We really covered a lot of ground there…

I have this recurring dream, where no matter what I do, no one responds to me. I am usually with people I care about, but something happens and no one reacts. I scream and rage and try to fight and nothing happens. It’s frustrating, lonely, infuriating, suffocating. It feels like most of my memories of childhood, and it haunts me. But it’s only a dream, and when I wake up it fades away.

Sometimes I find being a new mother feels like those dreams. Sometimes it feels like whatever is going on, I just need to shut up and get on with it. I feel small and stupid, necessary and simultaneously unimportant. I sometimes feel like I’m screaming in my head. Occasionally it boils over.

I sometimes feel like the shell of a person, only required for my uterus, my breasts, my cooking and cleaning and cuddles. I have to give all of these, while the things I’ve built up in my life are at a standstill, or worse, disappearing. My sport has halted, along with my only pressure valve. I have limited access to the environment and food scenes I was so involved in. The business I helped build looks to be dying off. And my brain is occupied with nothing but day-to-day baby logistics. Sometimes, the BP (that’s Baby Papa). And sometimes, blogging.

I’ve always hated the word ‘priority’. It’s overly simplistic and doesn’t take into account context. Like, I’m not un-prioritising things or people I love. But I have to make a decision at every turn: do I sleep or do sport? Beyond that, if I need sleep that badly, could I do myself an injury if I play sport, and what would that mean for tomorrow? Do I make plans to visit people? If I visit friends now, will I exhaust myself, will E freak out at new people? Will I even get to talk to them (and if not, what’s the point?)?

Even those are simplistic examples. The reality is so much more complex, like one of those crazy Mandelbrot Fractal images. It regularly feels like I’m deciding between three or four things, and whichever one I choose, the one that always gets put on the back burner is the thing I might have chosen pre-baby. That’s what re-prioritising looks like — un-choosing the things that you used to focus on. It’s bad that I’m letting it happen to myself. But you know what’s worse? People letting it happen to you. Not having people check in, not having people encourage you to return to something. It’s probably a mixture of giving you time and space and not wanting to invade privacy, plus maybe a dash of not noticing. But you know what it’s not? Motivating.

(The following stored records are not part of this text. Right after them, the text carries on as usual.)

use std::env;

/// Origins the browser frontend is served from in local development.
pub const DEFAULT_ALLOWED_ORIGINS: &str =
    "http://localhost:8080,http://localhost:5173,http://localhost:3000";

#[derive(Clone, Debug)]
pub struct CorsConfig {
    pub allowed_origins: Vec<String>,
}

impl CorsConfig {
    pub fn from_env() -> Self {
        Self::from_source(|key| env::var(key).ok())
    }

    pub fn from_source<F>(lookup: F) -> Self
    where
        F: Fn(&str) -> Option<String>,
    {
        let allowed_origins = lookup("ALLOWED_ORIGINS")
            .unwrap_or_else(|| DEFAULT_ALLOWED_ORIGINS.to_string())
            .split(',')
            .map(|s| s.trim().to_string())
            .filter(|s| !s.is_empty())
            .collect();

        Self { allowed_origins }
    }
}

impl Default for CorsConfig {
    fn default() -> Self {
        Self::from_source(|_| None)
    }
}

Maybe feeling like I can’t express myself well, feeling like I’m not particularly good with words (remember that bit, at the beginning?), that’s what really trips me up. I feel trapped, like in that dream (remember that, too?) and it’s hard to tell people. And if I did, I wouldn’t be able to find big or meaningful enough words for it, so it wouldn’t be taken seriously.

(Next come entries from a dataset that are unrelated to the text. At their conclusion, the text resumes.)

//! # Rentwise Auth
//!
//! The authentication and authorization contract of the Rentwise API.
//!
//! - [`claims`]: the signed credential payload (`userId`, `email`, `role`, `iat`, `exp`)
//! - [`role`]: the closed set of marketplace roles
//! - [`keys`]: HMAC signing/verification keys built once from [`rentwise_config::JwtConfig`]
//! - [`gate`]: token extraction (cookie first, then bearer header) and verification
//! - [`guard`]: role allow-list checks composed after the gate
//! - [`identity`]: the per-request identity handed to downstream handlers
//! - [`error`]: the closed taxonomy of per-request auth failures
//!
//! Everything here is synchronous and side-effect free apart from the
//! signature computation itself; the HTTP wiring lives in the server crate.
//!
//! ```ignore
//! use rentwise_auth::{Role, TokenKeys, authenticate, with_roles};
//!
//! let keys = TokenKeys::new(&jwt_config);
//! let token = keys.issue("6650f1c2", "ada@example.com", Role::Owner)?;
//!
//! let identity = authenticate(Some(&token), None, &keys)?;
//! with_roles([Role::Owner, Role::Broker]).check(Some(&identity))?;
//! ```

pub mod claims;
pub mod error;
pub mod gate;
pub mod guard;
pub mod identity;
pub mod keys;
pub mod role;

pub use claims::Claims;
pub use error::AuthError;
pub use gate::{TOKEN_COOKIE, authenticate, extract_token};
pub use guard::{RoleGuard, with_roles};
pub use identity::RequestIdentity;
pub use keys::TokenKeys;
pub use role::Role;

I want to look to the future, but I am rooted in right now. Things are changing around me and I feel disconnected. I’m not sure how to focus on here, and think about then.

Positively, E is increasingly fun to be around, even with sleep a little thin on the ground right now (not right now, obvs, or I wouldn’t be writing). She’s funny, gregarious, full of beans. But, of course, that takes time and energy, too.

So tell me, folks with kids. Balancing the present with the future — what’s your take?